The English term, merchant comes from the Middle English, marchant, which is derived from Anglo-Norman marchaunt, which itself originated from the Vulgar Latin mercatant or mercatans, formed from present participle of mercatare ('to trade, to traffic or to deal in'). The term refers to any type of reseller, but can also be used with a specific qualifier to suggest a person who deals in a given characteristic such as speed merchant, which refer to someone who enjoys fast driving; noise merchant, which refers to a group of musical performers; and dream merchant, which refers to someone who peddles idealistic visionary scenarios.

==Types of merchants==

Broadly, merchants can be classified into two categories:

- A wholesale merchant operates in the chain between the producer and retail merchant, typically dealing in large quantities of goods. In other words, a wholesaler does not sell directly to end-users. Some wholesale merchants only organize the movement of goods rather than move the goods themselves.
- A retail merchant or retailer sells merchandise to end-users or consumers (including businesses), usually in small quantities. A shop-keeper is an example of a retail merchant.
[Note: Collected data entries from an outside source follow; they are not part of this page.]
//! Inviting team members to a service.

use axum::{
    Form,
    extract::{Extension, Path},
    http::{HeaderMap, Method},
    response::{Html, IntoResponse, Response},
};
use serde::Deserialize;
use std::sync::Arc;
use tracing::info;
use uuid::Uuid;

use super::{finish, found, require_user, valid_email};
use crate::admin::error::PageError;
use crate::admin::render;
use crate::admin::session::load_or_create;
use crate::admin::state::AppState;

#[derive(Debug, Deserialize)]
pub struct InviteForm {
    pub email_address: String,
    #[serde(default)]
    pub permissions: String,
}

pub async fn invite_user(
    Path(service_id): Path<Uuid>,
    method: Method,
    headers: HeaderMap,
    Extension(state): Extension<Arc<AppState>>,
    form: Option<Form<InviteForm>>,
) -> Result<Response, PageError> {
    let (token, session, fresh) = load_or_create(&state, &headers).await;
    let user = require_user(&state, &session).await?;
    let service = state.platform().get_service(service_id).await?;

    let action = format!("/services/{service_id}/users/invite");

    let response = if method == Method::POST {
        let (email_address, permissions) = match &form {
            Some(Form(form)) => (
                form.email_address.trim().to_string(),
                parse_permissions(&form.permissions),
            ),
            None => (String::new(), Vec::new()),
        };

        if valid_email(&email_address) {
            let invite = state
                .platform()
                .create_invite(user.id, service_id, &email_address, &permissions)
                .await?;
            info!(
                invite_id = %invite.id,
                service_id = %service_id,
                "invitation sent"
            );
            found(&action)
        } else {
            invite_page(&action, &service.name, Some("Enter a valid email address"))
        }
    } else {
        invite_page(&action, &service.name, None)
    };

    Ok(finish(&state, &token, session, fresh, response).await)
}

fn invite_page(action: &str, service_name: &str, error: Option<&str>) -> Response {
    let body = render::invite_form(action, service_name, error);
    Html(render::page("Invite a team member", &body)).into_response()
}

fn parse_permissions(raw: &str) -> Vec<String> {
    raw.split(',')
        .map(str::trim)
        .filter(|permission| !permission.is_empty())
        .map(ToString::to_string)
        .collect()
}
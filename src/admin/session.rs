//! Session cookie plumbing.

use axum::http::{
    HeaderMap, HeaderValue,
    header::{COOKIE, InvalidHeaderValue},
};

use super::state::{AdminConfig, AppState};
use crate::session::SessionData;

pub(crate) const SESSION_COOKIE_NAME: &str = "notify_admin_session";

/// Load the session for this request, creating one when the cookie is
/// missing or stale. Returns the token, a snapshot of the data, and
/// whether a `Set-Cookie` header is needed on the response.
pub(crate) async fn load_or_create(
    state: &AppState,
    headers: &HeaderMap,
) -> (String, SessionData, bool) {
    if let Some(token) = extract_session_token(headers)
        && let Some(data) = state.sessions().get(&token).await
    {
        return (token, data, false);
    }
    let token = state.sessions().create().await;
    (token, SessionData::default(), true)
}

pub(crate) fn extract_session_token(headers: &HeaderMap) -> Option<String> {
    let header = headers.get(COOKIE)?;
    let value = header.to_str().ok()?;
    for pair in value.split(';') {
        let trimmed = pair.trim();
        let mut parts = trimmed.splitn(2, '=');
        let key = parts.next()?.trim();
        let val = parts.next()?.trim();
        if key == SESSION_COOKIE_NAME {
            return Some(val.to_string());
        }
    }
    None
}

/// Build a `HttpOnly` cookie for the session token.
pub(crate) fn session_cookie(
    config: &AdminConfig,
    token: &str,
) -> Result<HeaderValue, InvalidHeaderValue> {
    let ttl_seconds = config.session_ttl_seconds();
    // Only mark cookies secure when the front-end is served over HTTPS.
    let secure = config.session_cookie_secure();
    let mut cookie = format!(
        "{SESSION_COOKIE_NAME}={token}; Path=/; HttpOnly; SameSite=Lax; Max-Age={ttl_seconds}"
    );
    if secure {
        cookie.push_str("; Secure");
    }
    HeaderValue::from_str(&cookie)
}
use clap::{
    Arg, ColorChoice, Command,
    builder::{
        ValueParser,
        styling::{AnsiColor, Effects, Styles},
    },
};

pub fn validator_log_level() -> ValueParser {
    ValueParser::from(move |level: &str| -> std::result::Result<u8, String> {
        if let Ok(parsed) = level.parse::<u8>() {
            // Successfully parsed as a number
            if parsed <= 5 {
                return Ok(parsed);
            }
        }

        match level.to_lowercase().as_str() {
            "error" => Ok(0),
            "warn" => Ok(1),
            "info" => Ok(2),
            "debug" => Ok(3),
            "trace" => Ok(4),
            _ => Err("invalid log level".to_string()),
        }
    })
}

pub fn new() -> Command {
    let styles = Styles::styled()
        .header(AnsiColor::Yellow.on_default() | Effects::BOLD)
        .usage(AnsiColor::Green.on_default() | Effects::BOLD)
        .literal(AnsiColor::Blue.on_default() | Effects::BOLD)
        .placeholder(AnsiColor::Green.on_default());

    Command::new("notify-admin")
        .about("Administrative front-end for the notification platform")
        .version(env!("CARGO_PKG_VERSION"))
        .color(ColorChoice::Auto)
        .styles(styles)
        .arg(
            Arg::new("port")
                .short('p')
                .long("port")
                .help("Port to listen on")
                .default_value("6012")
                .env("NOTIFY_ADMIN_PORT")
                .value_parser(clap::value_parser!(u16)),
        )
        .arg(
            Arg::new("api-url")
                .long("api-url")
                .help("Base URL of the platform API, example: https://api.notify.example")
                .env("NOTIFY_ADMIN_API_URL")
                .required(true),
        )
        .arg(
            Arg::new("api-token")
                .long("api-token")
                .help("Bearer token this front-end uses against the platform API")
                .env("NOTIFY_ADMIN_API_TOKEN")
                .required(true),
        )
        .arg(
            Arg::new("public-url")
                .long("public-url")
                .help("Public base URL of this front-end; also the WebAuthn relying party origin")
                .default_value("http://localhost:6012")
                .env("NOTIFY_ADMIN_PUBLIC_URL"),
        )
        .arg(
            Arg::new("verbosity")
                .short('v')
                .long("verbose")
                .help("Verbosity level: ERROR, WARN, INFO, DEBUG, TRACE (default: ERROR)")
                .env("NOTIFY_ADMIN_LOG_LEVEL")
                .global(true)
                .action(clap::ArgAction::Count)
                .value_parser(validator_log_level()),
        )
}
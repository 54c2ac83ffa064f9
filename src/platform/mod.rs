//! Remote notification platform API.
//!
//! Every record this front-end shows or mutates (users, services,
//! templates, security key credentials, invites) is owned by the platform
//! API. The client is injected as a trait object so handlers can be
//! exercised without the network.

mod client;
mod models;

pub use client::{HttpPlatformApi, PlatformApi, PlatformError};
pub use models::{
    AuthType, Invite, NewCredential, Service, Template, TemplateType, User, WebAuthnCredential,
};
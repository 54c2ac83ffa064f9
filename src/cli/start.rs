use crate::cli::{actions::Action, commands, dispatch, globals::GlobalArgs, telemetry};
use anyhow::Result;

/// Map verbosity count to tracing level
const fn get_verbosity_level(verbosity: u8) -> Option<tracing::Level> {
    match verbosity {
        0 => None,
        1 => Some(tracing::Level::WARN),
        2 => Some(tracing::Level::INFO),
        3 => Some(tracing::Level::DEBUG),
        _ => Some(tracing::Level::TRACE),
    }
}

/// Main entry point for the CLI - builds and returns the Action
///
/// # Errors
///
/// Returns an error if argument parsing, telemetry initialization, or
/// action dispatch fails
pub fn start() -> Result<(Action, GlobalArgs)> {
    let matches = commands::new().get_matches();

    let verbosity_level =
        get_verbosity_level(matches.get_one::<u8>("verbosity").copied().unwrap_or(0));

    telemetry::init(verbosity_level)?;

    let action = dispatch::handler(&matches)?;
    let globals = dispatch::globals(&matches)?;

    Ok((action, globals))
}
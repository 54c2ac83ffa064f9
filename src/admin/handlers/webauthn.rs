//! Security key ceremonies over CBOR.
//!
//! Ceremony state is single-use: it is stored by `begin`, taken out of the
//! session before its matching `complete` decides an outcome, and is never
//! left behind on success or failure, so a challenge cannot be replayed.

use axum::{
    body::Bytes,
    extract::Extension,
    http::{HeaderMap, StatusCode, header::CONTENT_TYPE},
    response::{IntoResponse, Response},
};
use serde::Serialize;
use serde_json::{Value, json};
use std::sync::Arc;
use tracing::{error, warn};

use super::{finish, found, require_platform_admin};
use crate::admin::error::PageError;
use crate::admin::session::load_or_create;
use crate::admin::state::AppState;
use crate::platform::{AuthType, NewCredential, User, WebAuthnCredential};
use crate::session::SessionData;
use crate::webauthn::{CeremonyError, CeremonyUser, transport};

const NO_REGISTRATION_IN_PROGRESS: &str = "No registration in progress";
const NO_AUTHENTICATION_IN_PROGRESS: &str = "No authentication in progress";
const POST_LOGIN_DESTINATION: &str = "/services";
const DEFAULT_KEY_NAME: &str = "Security key";
const LOGIN_EVENT: &str = "successful_login";

fn cbor_response(status: StatusCode, value: &impl Serialize) -> Result<Response, PageError> {
    let body = transport::encode(value).map_err(|err| PageError::Internal(err.into()))?;
    Ok((status, [(CONTENT_TYPE, transport::CBOR_CONTENT_TYPE)], body).into_response())
}

fn decoded_credentials(credentials: &[WebAuthnCredential]) -> Vec<Vec<u8>> {
    credentials
        .iter()
        .filter_map(|credential| credential.decoded_data().ok())
        .collect()
}

pub async fn begin_register(
    headers: HeaderMap,
    Extension(state): Extension<Arc<AppState>>,
) -> Result<Response, PageError> {
    let (token, mut session, fresh) = load_or_create(&state, &headers).await;
    let user = require_platform_admin(&state, &session).await?;

    let credentials = state.platform().get_credentials_for_user(user.id).await?;
    let ceremony_user = CeremonyUser {
        id: user.id,
        name: user.email_address.clone(),
    };
    let (options, ceremony_state) = state
        .ceremony()
        .build_registration_options(&ceremony_user, &decoded_credentials(&credentials))
        .map_err(|err| PageError::Internal(err.into()))?;

    session.webauthn_registration_state = Some(ceremony_state);

    let response = cbor_response(StatusCode::OK, &options)?;
    Ok(finish(&state, &token, session, fresh, response).await)
}

pub async fn complete_register(
    headers: HeaderMap,
    Extension(state): Extension<Arc<AppState>>,
    body: Bytes,
) -> Result<Response, PageError> {
    let (token, mut session, fresh) = load_or_create(&state, &headers).await;
    let user = require_platform_admin(&state, &session).await?;

    let Some(ceremony_state) = session.webauthn_registration_state.take() else {
        let response = cbor_response(StatusCode::BAD_REQUEST, &NO_REGISTRATION_IN_PROGRESS)?;
        return Ok(finish(&state, &token, session, fresh, response).await);
    };

    let verified = transport::decode::<Value>(&body)
        .map_err(|err| CeremonyError::Payload(err.to_string()))
        .and_then(|response| state.ceremony().verify_registration(&ceremony_state, &response));

    let response = match verified {
        Ok(key) => {
            let credential = NewCredential::from_engine_data(DEFAULT_KEY_NAME, &key.credential_data);
            match state
                .platform()
                .create_credential_for_user(user.id, &credential)
                .await
            {
                Ok(()) => StatusCode::OK.into_response(),
                Err(err) => {
                    error!("Failed to store security key: {err}");
                    PageError::from(err).into_response()
                }
            }
        }
        Err(err) => {
            warn!("Security key registration failed: {err}");
            cbor_response(StatusCode::BAD_REQUEST, &err.to_string())?
        }
    };

    Ok(finish(&state, &token, session, fresh, response).await)
}

pub async fn begin_authentication(
    headers: HeaderMap,
    Extension(state): Extension<Arc<AppState>>,
) -> Result<Response, PageError> {
    let (token, mut session, fresh) = load_or_create(&state, &headers).await;
    let user = require_pending_webauthn_user(&state, &session).await?;

    let credentials = state.platform().get_credentials_for_user(user.id).await?;
    let (options, ceremony_state) = state
        .ceremony()
        .build_authentication_options(&decoded_credentials(&credentials))
        .map_err(|err| match err {
            CeremonyError::UnknownCredential => PageError::Forbidden,
            other => PageError::Internal(other.into()),
        })?;

    session.webauthn_authentication_state = Some(ceremony_state);

    let response = cbor_response(StatusCode::OK, &options)?;
    Ok(finish(&state, &token, session, fresh, response).await)
}

pub async fn complete_authentication(
    headers: HeaderMap,
    Extension(state): Extension<Arc<AppState>>,
    body: Bytes,
) -> Result<Response, PageError> {
    let (token, mut session, fresh) = load_or_create(&state, &headers).await;
    let user = require_pending_webauthn_user(&state, &session).await?;
    let credentials = state.platform().get_credentials_for_user(user.id).await?;

    let Some(ceremony_state) = session.webauthn_authentication_state.take() else {
        let response = cbor_response(StatusCode::BAD_REQUEST, &NO_AUTHENTICATION_IN_PROGRESS)?;
        return Ok(finish(&state, &token, session, fresh, response).await);
    };

    let verified = transport::decode::<Value>(&body)
        .map_err(|err| CeremonyError::Payload(err.to_string()))
        .and_then(|response| {
            state.ceremony().verify_authentication(
                &ceremony_state,
                &decoded_credentials(&credentials),
                &response,
            )
        });

    let response = match verified {
        Ok(_) => {
            session.user_id = Some(user.id);
            session.user_details = None;
            if let Err(err) = state
                .platform()
                .record_event(LOGIN_EVENT, json!({ "user_id": user.id }))
                .await
            {
                error!("Failed to record login event: {err}");
            }
            found(POST_LOGIN_DESTINATION)
        }
        Err(err) => {
            warn!("Security key authentication failed: {err}");
            // The pending user stays in place so they can try again.
            session.user_id = None;
            StatusCode::FORBIDDEN.into_response()
        }
    };

    Ok(finish(&state, &token, session, fresh, response).await)
}

/// The authentication ceremony only applies to a user who has already been
/// identified and whose account uses a security key as its second factor.
async fn require_pending_webauthn_user(
    state: &AppState,
    session: &SessionData,
) -> Result<User, PageError> {
    let Some(pending) = &session.user_details else {
        return Err(PageError::Forbidden);
    };
    let user = state.platform().get_user(pending.id).await?;
    if !user.platform_admin || user.auth_type != AuthType::WebauthnAuth {
        return Err(PageError::Forbidden);
    }
    Ok(user)
}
However, the term 'merchant' is often used in a variety of specialised contexts such as in merchant banker, merchant navy or merchant services.

==History==

===Merchants in antiquity===

Phoenician trade route map

Merchants have existed as long as humankind has conducted business, trade or commerce. A merchant class operated in many pre-modern societies. Open-air, public markets, where merchants and traders congregated, functioned in ancient Babylonia and Assyria, China, Egypt, Greece, India, Persia, Phoenicia and Rome. These markets typically occupied a place in the town's centre. Surrounding the market, skilled artisans, such as metal-workers and leather workers, occupied premises in alley ways that led to the open market-place. These artisans may have sold wares directly from their premises, but also prepared goods for sale on market days. In ancient Greece markets operated within the agora (open space), and in ancient Rome in the forum. Rome's forums included the Forum Romanum, the Forum Boarium and Trajan's Forum. The Forum Boarium, one of a series of fora venalia or food markets, originated, as its name suggests, as a cattle market.
Trajan's Forum was a vast expanse, comprising multiple buildings with shops on four levels. The Roman forum was arguably the earliest example of a permanent retail shop-front.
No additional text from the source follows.